[[ MATERIAL TO PROCESS open ]]

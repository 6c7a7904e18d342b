//! Browse, download and upload endpoints

use crate::error::{ApiError, ApiResult};
use crate::state::AppState;
use axum::{
    body::Body,
    extract::{Multipart, Path, Query, State},
    http::{header, HeaderValue},
    response::{IntoResponse, Response},
    Json,
};
use serde::Deserialize;
use std::io::Cursor;
use vfolder::{ListResult, Resource};

/// Fallback when neither the part nor the file name tells us the type
const DEFAULT_CONTENT_TYPE: &str = "application/octet-stream";

/// Query parameters for paginated listings
#[derive(Debug, Default, Deserialize)]
pub struct CursorQuery {
    pub cursor: Option<String>,
}

/// Query parameters for `/list/folder`
#[derive(Debug, Default, Deserialize)]
pub struct FolderQuery {
    #[serde(rename = "folderId")]
    pub folder_id: Option<String>,
    pub cursor: Option<String>,
}

/// Query parameters for id-addressed endpoints
#[derive(Debug, Default, Deserialize)]
pub struct IdQuery {
    pub id: Option<String>,
}

/// GET /list
pub async fn list_root(
    State(state): State<AppState>,
    Query(query): Query<CursorQuery>,
) -> ApiResult<Json<ListResult<Resource>>> {
    let page = state.service.list_root(query.cursor.as_deref()).await?;
    Ok(Json(page))
}

/// GET /list/:folder_id
pub async fn list_folder(
    State(state): State<AppState>,
    Path(folder_id): Path<String>,
    Query(query): Query<CursorQuery>,
) -> ApiResult<Json<ListResult<Resource>>> {
    let page = state
        .service
        .list_folder(&folder_id, query.cursor.as_deref())
        .await?;
    Ok(Json(page))
}

/// GET /list/folder?folderId=&cursor=
pub async fn list_folder_by_query(
    State(state): State<AppState>,
    Query(query): Query<FolderQuery>,
) -> ApiResult<Json<ListResult<Resource>>> {
    let folder_id = query.folder_id.unwrap_or_default();
    let page = state
        .service
        .list_folder(&folder_id, query.cursor.as_deref())
        .await?;
    Ok(Json(page))
}

/// GET /resource/:id
pub async fn get_resource(
    State(state): State<AppState>,
    Path(id): Path<String>,
) -> ApiResult<Json<Resource>> {
    Ok(Json(state.service.get_resource(&id).await?))
}

/// GET /resource?id=
pub async fn get_resource_by_query(
    State(state): State<AppState>,
    Query(query): Query<IdQuery>,
) -> ApiResult<Json<Resource>> {
    let id = query.id.unwrap_or_default();
    Ok(Json(state.service.get_resource(&id).await?))
}

/// GET /download/:id
pub async fn download(
    State(state): State<AppState>,
    Path(id): Path<String>,
) -> ApiResult<Response> {
    download_response(&state, &id).await
}

/// GET /download?id=
pub async fn download_by_query(
    State(state): State<AppState>,
    Query(query): Query<IdQuery>,
) -> ApiResult<Response> {
    download_response(&state, &query.id.unwrap_or_default()).await
}

async fn download_response(state: &AppState, id: &str) -> ApiResult<Response> {
    let (resource, file) = state.service.download(id).await?;
    let len = file.len();

    // The stream owns the temporary file; it is removed when the body is dropped
    let stream = file
        .into_stream()
        .map_err(|e| ApiError::Internal(format!("Failed to open downloaded file: {}", e)))?;

    let disposition = content_disposition(resource.name());
    let mut response = Body::from_stream(stream).into_response();
    let headers = response.headers_mut();
    headers.insert(
        header::CONTENT_TYPE,
        HeaderValue::from_static(DEFAULT_CONTENT_TYPE),
    );
    headers.insert(header::CONTENT_LENGTH, HeaderValue::from(len));
    if let Ok(value) = HeaderValue::from_str(&disposition) {
        headers.insert(header::CONTENT_DISPOSITION, value);
    }

    tracing::debug!("Serving {} ({} bytes)", resource.id(), len);
    Ok(response)
}

/// `attachment; filename="<name>"` with quotes and backslashes escaped
fn content_disposition(name: &str) -> String {
    let escaped: String = name
        .chars()
        .filter(|c| !c.is_control())
        .flat_map(|c| match c {
            '"' | '\\' => vec!['\\', c],
            _ => vec![c],
        })
        .collect();
    format!("attachment; filename=\"{}\"", escaped)
}

/// POST /upload (multipart: `file`, `key`)
pub async fn upload(
    State(state): State<AppState>,
    mut multipart: Multipart,
) -> ApiResult<String> {
    let mut key: Option<String> = None;
    let mut file_data: Option<axum::body::Bytes> = None;
    let mut content_type: Option<String> = None;

    while let Some(field) = multipart.next_field().await? {
        let name = field.name().unwrap_or("").to_string();

        match name.as_str() {
            "key" => {
                key = Some(field.text().await?);
            }
            "file" => {
                content_type = field
                    .content_type()
                    .map(str::to_string)
                    .or_else(|| {
                        field
                            .file_name()
                            .and_then(|f| mime_guess::from_path(f).first_raw())
                            .map(str::to_string)
                    })
                    .or_else(|| Some(DEFAULT_CONTENT_TYPE.to_string()));
                file_data = Some(field.bytes().await?);
            }
            _ => {}
        }
    }

    let key = key.ok_or_else(|| ApiError::BadRequest("Missing key part".to_string()))?;
    let file_data =
        file_data.ok_or_else(|| ApiError::BadRequest("Missing file part".to_string()))?;

    let length = file_data.len() as u64;
    state
        .service
        .upload_file(&key, Box::new(Cursor::new(file_data)), content_type, length)
        .await?;

    Ok(format!("File uploaded successfully with key: {}", key))
}

#[cfg(test)]
mod tests {
    use super::*;

    #[test]
    fn test_content_disposition() {
        assert_eq!(
            content_disposition("report.pdf"),
            "attachment; filename=\"report.pdf\""
        );
        assert_eq!(
            content_disposition("say \"hi\".txt"),
            "attachment; filename=\"say \\\"hi\\\".txt\""
        );
    }
}
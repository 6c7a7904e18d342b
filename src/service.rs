//! File service facade
//!
//! The contract the HTTP layer is written against. Each method logs the
//! request and delegates to the shared [`NamespaceTranslator`].

use crate::backend::ObjectBody;
use crate::error::{Result, StorageError};
use crate::resource::{ListResult, Resource};
use crate::translator::{NamespaceTranslator, TransientFile};
use std::sync::Arc;
use tracing::info;

/// Cheaply clonable handle on the namespace
#[derive(Clone)]
pub struct FileService {
    translator: Arc<NamespaceTranslator>,
}

impl FileService {
    pub fn new(translator: NamespaceTranslator) -> Self {
        Self {
            translator: Arc::new(translator),
        }
    }

    /// Name of the store behind this service
    pub fn backend_name(&self) -> &'static str {
        self.translator.backend_name()
    }

    /// List the top level of the store
    pub async fn list_root(&self, cursor: Option<&str>) -> Result<ListResult<Resource>> {
        info!("List root (cursor: {})", cursor.unwrap_or("-"));
        self.translator.list_folder(None, cursor).await
    }

    /// List a folder after checking that it exists
    pub async fn list_folder(
        &self,
        folder_id: &str,
        cursor: Option<&str>,
    ) -> Result<ListResult<Resource>> {
        info!("List folder {} (cursor: {})", folder_id, cursor.unwrap_or("-"));
        let folder = self.translator.get_resource(folder_id).await?;
        if !folder.is_folder() {
            return Err(StorageError::unsupported(format!(
                "{} is a file and cannot be listed",
                folder.id()
            )));
        }
        self.translator.list_folder(Some(&folder), cursor).await
    }

    pub async fn get_resource(&self, id: &str) -> Result<Resource> {
        info!("Get resource {}", id);
        self.translator.get_resource(id).await
    }

    /// Resolve a file and copy it into a transient local file
    pub async fn download(&self, id: &str) -> Result<(Resource, TransientFile)> {
        info!("Download {}", id);
        let resource = self.translator.get_resource(id).await?;
        let file = self.translator.get_as_file(&resource).await?;
        Ok((resource, file))
    }

    pub async fn upload_file(
        &self,
        key: &str,
        content: ObjectBody,
        content_type: Option<String>,
        length: u64,
    ) -> Result<u64> {
        info!(
            "Upload {} ({} bytes, {})",
            key,
            length,
            content_type.as_deref().unwrap_or("no content type")
        );
        self.translator
            .upload_file(key, content, content_type, length)
            .await
    }

    pub async fn get_as_file(&self, resource: &Resource) -> Result<TransientFile> {
        info!("Materialize {}", resource.id());
        self.translator.get_as_file(resource).await
    }
}

#[cfg(test)]
mod tests {
    use super::*;
    use crate::backend::MemoryStore;
    use crate::error::ErrorKind;

    async fn service_with(keys: &[&str]) -> FileService {
        let store = MemoryStore::new();
        for key in keys {
            store.insert(*key, b"content".to_vec()).await;
        }
        FileService::new(NamespaceTranslator::new(Arc::new(store)))
    }

    #[tokio::test]
    async fn test_list_folder_requires_existing_folder() {
        let service = service_with(&["docs/a.txt"]).await;

        let page = service.list_folder("docs/", None).await.unwrap();
        assert_eq!(page.resources, vec![Resource::file("docs/a.txt")]);

        let err = service.list_folder("nothing/", None).await.unwrap_err();
        assert_eq!(err.kind(), ErrorKind::NotFound);
    }

    #[tokio::test]
    async fn test_list_folder_on_file_is_unsupported() {
        let service = service_with(&["docs/a.txt"]).await;
        let err = service.list_folder("docs/a.txt", None).await.unwrap_err();
        assert_eq!(err.kind(), ErrorKind::UnsupportedOperation);
    }

    #[tokio::test]
    async fn test_download_folder_is_unsupported() {
        let service = service_with(&["docs/a.txt"]).await;
        let err = service.download("docs/").await.unwrap_err();
        assert_eq!(err.kind(), ErrorKind::UnsupportedOperation);
    }

    #[tokio::test]
    async fn test_download_file() {
        let service = service_with(&["docs/a.txt"]).await;
        let (resource, file) = service.download("docs/a.txt").await.unwrap();
        assert_eq!(resource.name(), "a.txt");
        assert_eq!(file.len(), 7);
        assert_eq!(file.name(), "a.txt");
    }
}
//! Shared application state

use vfolder::FileService;

/// State handed to every handler
#[derive(Clone)]
pub struct AppState {
    pub service: FileService,
}

impl AppState {
    pub fn new(service: FileService) -> Self {
        Self { service }
    }
}
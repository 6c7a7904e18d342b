//! Object store port and its implementations
//!
//! The namespace layer only ever talks to an [`ObjectStore`]: a flat key/value
//! store that can list keys by prefix (optionally folding at a delimiter),
//! test a key for existence, stream an object out and stream one in.
//!
//! # Implementations
//!
//! - [`MemoryStore`]: in-process map, used by tests and demos
//! - [`LocalStore`]: one file per key in a single directory
//! - [`S3Store`]: Amazon S3 and compatible services (feature `s3-native`)
//!
//! # Example
//!
//! ```no_run
//! use vfolder::backend::{ListRequest, MemoryStore, ObjectStore};
//!
//! #[tokio::main]
//! async fn main() -> Result<(), Box<dyn std::error::Error>> {
//!     let store = MemoryStore::new();
//!     store.insert("docs/readme.md", b"hello".to_vec()).await;
//!
//!     let page = store.list_prefix(ListRequest::folder("", '/', 20)).await?;
//!     assert_eq!(page.common_prefixes, vec!["docs/"]);
//!     Ok(())
//! }
//! ```

pub mod error;
pub mod listing;
pub mod types;

mod config;
mod local;
mod memory;

#[cfg(feature = "s3-native")]
mod s3;

pub use config::StoreConfig;
pub use error::{BackendError, BackendResult};
pub use listing::fold_listing;
pub use local::LocalStore;
pub use memory::MemoryStore;
pub use types::{ListRequest, ObjectBody, PrefixListing, PutOptions};

#[cfg(feature = "s3-native")]
pub use s3::S3Store;

use async_trait::async_trait;
use tokio::io::AsyncWrite;

/// Flat object store with prefix listing
///
/// Implementors must be `Send + Sync`; one instance is shared by every
/// request the service handles.
///
/// Keys are opaque byte-ordered strings. Folders do not exist at this level,
/// only prefixes.
#[async_trait]
pub trait ObjectStore: Send + Sync {
    /// List one page of keys under `request.prefix`
    ///
    /// With a delimiter, keys containing the delimiter after the prefix are
    /// folded into `common_prefixes`. `next_cursor` is set iff more entries
    /// follow this page.
    async fn list_prefix(&self, request: ListRequest) -> BackendResult<PrefixListing>;

    /// Check whether an object exists under exactly this key
    ///
    /// A missing key is `Ok(false)`, never an error.
    async fn head_object(&self, key: &str) -> BackendResult<bool>;

    /// Stream an object's bytes into `sink`
    ///
    /// Returns the number of bytes written, or `NotFound` when the key does not
    /// exist.
    async fn get_object(
        &self,
        key: &str,
        sink: &mut (dyn AsyncWrite + Unpin + Send),
    ) -> BackendResult<u64>;

    /// Store `options.length` bytes read from `body` under `key`
    ///
    /// Replaces any existing object. Returns the number of bytes stored.
    async fn put_object(
        &self,
        key: &str,
        body: ObjectBody,
        options: PutOptions,
    ) -> BackendResult<u64>;

    /// Short name used in errors and logs ("memory", "local", "s3")
    fn backend_name(&self) -> &'static str;
}
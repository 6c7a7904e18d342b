/*!
 * Error types for vfolder
 */

use crate::backend::BackendError;
use std::fmt;
use thiserror::Error;

pub type Result<T> = std::result::Result<T, StorageError>;

/// Failure of a namespace operation
#[derive(Error, Debug)]
pub enum StorageError {
    /// Malformed or missing required input
    #[error("Invalid argument: {0}")]
    InvalidArgument(String),

    /// Key or prefix does not exist
    #[error("Resource not found: {id}")]
    NotFound {
        id: String,
        #[source]
        source: Option<BackendError>,
    },

    /// Operation not valid for the resource's type
    #[error("Unsupported operation: {0}")]
    UnsupportedOperation(String),

    /// The store answered with a service-level error
    #[error("{context}: {source}")]
    BackendRejected {
        context: String,
        #[source]
        source: BackendError,
    },

    /// The store could not be reached, timed out, or local I/O failed
    #[error("{context}: {source}")]
    BackendUnavailable {
        context: String,
        #[source]
        source: BackendError,
    },
}

impl StorageError {
    pub fn invalid_argument(message: impl Into<String>) -> Self {
        StorageError::InvalidArgument(message.into())
    }

    pub fn unsupported(message: impl Into<String>) -> Self {
        StorageError::UnsupportedOperation(message.into())
    }

    /// A miss detected without a backend error (empty listing, head says no)
    pub fn not_found(id: impl Into<String>) -> Self {
        StorageError::NotFound {
            id: id.into(),
            source: None,
        }
    }

    /// Reclassify a backend failure, keeping it as the source
    ///
    /// `context` names the operation and key, e.g. `"download docs/a.txt"`.
    pub fn from_backend(context: impl Into<String>, error: BackendError) -> Self {
        let context = context.into();
        match error {
            BackendError::NotFound { ref key, .. } => StorageError::NotFound {
                id: key.clone(),
                source: Some(error),
            },
            BackendError::Rejected { .. } => StorageError::BackendRejected {
                context,
                source: error,
            },
            BackendError::Unavailable { .. }
            | BackendError::Io(_)
            | BackendError::InvalidConfig { .. } => StorageError::BackendUnavailable {
                context,
                source: error,
            },
        }
    }

    /// Bare category of this error
    pub fn kind(&self) -> ErrorKind {
        match self {
            StorageError::InvalidArgument(_) => ErrorKind::InvalidArgument,
            StorageError::NotFound { .. } => ErrorKind::NotFound,
            StorageError::UnsupportedOperation(_) => ErrorKind::UnsupportedOperation,
            StorageError::BackendRejected { .. } => ErrorKind::BackendRejected,
            StorageError::BackendUnavailable { .. } => ErrorKind::BackendUnavailable,
        }
    }

    /// Status reported by the store for a rejected request
    pub fn backend_status(&self) -> Option<u16> {
        match self {
            StorageError::BackendRejected { source, .. } => source.status(),
            _ => None,
        }
    }

    /// Whether the caller is at fault (as opposed to the store)
    pub fn is_client_error(&self) -> bool {
        self.kind().is_client_error()
    }
}

/// Error category, independent of context and source
#[derive(Debug, Clone, Copy, PartialEq, Eq, Hash)]
pub enum ErrorKind {
    InvalidArgument,
    NotFound,
    UnsupportedOperation,
    BackendRejected,
    BackendUnavailable,
}

impl ErrorKind {
    /// Stable machine-readable code used in error bodies
    pub fn code(self) -> &'static str {
        match self {
            ErrorKind::InvalidArgument => "INVALID_ARGUMENT",
            ErrorKind::NotFound => "NOT_FOUND",
            ErrorKind::UnsupportedOperation => "UNSUPPORTED_OPERATION",
            ErrorKind::BackendRejected => "BACKEND_REJECTED",
            ErrorKind::BackendUnavailable => "BACKEND_UNAVAILABLE",
        }
    }

    pub fn is_client_error(self) -> bool {
        matches!(
            self,
            ErrorKind::InvalidArgument | ErrorKind::NotFound | ErrorKind::UnsupportedOperation
        )
    }
}

impl fmt::Display for ErrorKind {
    fn fmt(&self, f: &mut fmt::Formatter<'_>) -> fmt::Result {
        f.write_str(self.code())
    }
}

#[cfg(test)]
mod tests {
    use super::*;
    use std::error::Error as _;
    use std::io;

    #[test]
    fn test_not_found_keeps_key_and_source() {
        let err = StorageError::from_backend(
            "download docs/a.txt",
            BackendError::not_found("s3", "docs/a.txt"),
        );
        assert_eq!(err.kind(), ErrorKind::NotFound);
        assert_eq!(err.to_string(), "Resource not found: docs/a.txt");
        assert!(err.source().is_some());
    }

    #[test]
    fn test_transport_failures_are_unavailable() {
        let timeout = BackendError::unavailable(
            "s3",
            "request timed out",
            io::Error::new(io::ErrorKind::TimedOut, "slow"),
        );
        let err = StorageError::from_backend("list docs/", timeout);
        assert_eq!(err.kind(), ErrorKind::BackendUnavailable);
        assert!(err.to_string().starts_with("list docs/: "));

        let io_err: BackendError = io::Error::new(io::ErrorKind::Other, "disk").into();
        assert_eq!(
            StorageError::from_backend("upload k", io_err).kind(),
            ErrorKind::BackendUnavailable
        );
    }

    #[test]
    fn test_service_errors_are_rejected_with_status() {
        let rejected = BackendError::Rejected {
            backend: "s3".to_string(),
            code: "AccessDenied".to_string(),
            message: "Access Denied".to_string(),
            status: Some(403),
        };
        let err = StorageError::from_backend("head secret.txt", rejected);
        assert_eq!(err.kind(), ErrorKind::BackendRejected);
        assert_eq!(err.backend_status(), Some(403));
        assert!(!err.is_client_error());
    }

    #[test]
    fn test_codes() {
        assert_eq!(ErrorKind::InvalidArgument.code(), "INVALID_ARGUMENT");
        assert_eq!(ErrorKind::NotFound.to_string(), "NOT_FOUND");
        assert!(StorageError::unsupported("x").is_client_error());
        assert!(StorageError::not_found("k").source().is_none());
    }
}
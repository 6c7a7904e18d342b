//! Store selection and construction
//!
//! The `[store]` table of the service config picks one implementation by
//! `kind`. The store is built once at startup and shared by every request.

use super::error::{BackendError, BackendResult};
use super::{LocalStore, MemoryStore, ObjectStore};
use crate::protocol::s3::S3Config;
use serde::{Deserialize, Serialize};
use std::path::PathBuf;
use std::sync::Arc;

/// Unified store configuration
#[derive(Debug, Clone, PartialEq, Eq, Default, Serialize, Deserialize)]
#[serde(tag = "kind", rename_all = "lowercase")]
pub enum StoreConfig {
    /// In-process store, contents are lost on exit
    #[default]
    Memory,

    /// One file per key inside `root`
    Local {
        /// Directory holding the objects
        root: PathBuf,
    },

    /// S3-compatible storage
    S3(S3Config),
}

impl StoreConfig {
    /// Create a local store configuration
    pub fn local<P: Into<PathBuf>>(root: P) -> Self {
        Self::Local { root: root.into() }
    }

    /// Create S3 store configuration
    pub fn s3(config: S3Config) -> Self {
        Self::S3(config)
    }

    /// Get store type name
    pub fn backend_type(&self) -> &'static str {
        match self {
            Self::Memory => "memory",
            Self::Local { .. } => "local",
            Self::S3(_) => "s3",
        }
    }

    /// Check the configuration without touching the store
    pub fn validate(&self) -> BackendResult<()> {
        match self {
            Self::Memory => Ok(()),
            Self::Local { root } if root.as_os_str().is_empty() => {
                Err(BackendError::InvalidConfig {
                    backend: "local".to_string(),
                    message: "root must not be empty".to_string(),
                })
            }
            Self::Local { .. } => Ok(()),
            Self::S3(config) => config.validate(),
        }
    }

    /// Build the configured store
    pub async fn open(&self) -> BackendResult<Arc<dyn ObjectStore>> {
        self.validate()?;
        tracing::info!("Opening {} store", self.backend_type());

        match self {
            Self::Memory => Ok(Arc::new(MemoryStore::new())),
            Self::Local { root } => Ok(Arc::new(LocalStore::open(root.clone()).await?)),
            #[cfg(feature = "s3-native")]
            Self::S3(config) => Ok(Arc::new(super::S3Store::new(config.clone()).await?)),
            #[cfg(not(feature = "s3-native"))]
            Self::S3(_) => Err(BackendError::InvalidConfig {
                backend: "s3".to_string(),
                message: "built without the s3-native feature".to_string(),
            }),
        }
    }

    /// Apply `VFOLDER_STORE`, `VFOLDER_LOCAL_ROOT` and `VFOLDER_S3_*` overrides
    ///
    /// `lookup` returns the value of an environment variable, if set.
    pub fn apply_env<F>(&mut self, lookup: F) -> BackendResult<()>
    where
        F: Fn(&str) -> Option<String>,
    {
        if let Some(kind) = lookup("VFOLDER_STORE") {
            let kind = kind.to_lowercase();
            if kind != self.backend_type() {
                *self = match kind.as_str() {
                    "memory" => Self::Memory,
                    "local" => Self::local("./data"),
                    "s3" => Self::S3(S3Config::default()),
                    other => {
                        return Err(BackendError::InvalidConfig {
                            backend: other.to_string(),
                            message: format!("Unsupported store kind: {}", other),
                        })
                    }
                };
            }
        }

        match self {
            Self::Memory => {}
            Self::Local { root } => {
                if let Some(value) = lookup("VFOLDER_LOCAL_ROOT") {
                    *root = PathBuf::from(value);
                }
            }
            Self::S3(config) => {
                if let Some(bucket) = lookup("VFOLDER_S3_BUCKET") {
                    config.bucket = bucket;
                }
                if let Some(region) = lookup("VFOLDER_S3_REGION") {
                    config.region = Some(region);
                }
                if let Some(endpoint) = lookup("VFOLDER_S3_ENDPOINT") {
                    config.endpoint = Some(endpoint);
                    config.force_path_style = true;
                }
                if let Some(access_key) = lookup("VFOLDER_S3_ACCESS_KEY") {
                    config.access_key = Some(access_key);
                }
                if let Some(secret_key) = lookup("VFOLDER_S3_SECRET_KEY") {
                    config.secret_key = Some(secret_key);
                }
            }
        }

        Ok(())
    }
}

[[ MATERIAL TO PROCESS closed ]]

• WHAT YOU WILL DO
Determine how many lines in the records above have the string "TransientFile". Only the number should be returned.

• SOLUTION BELOW
3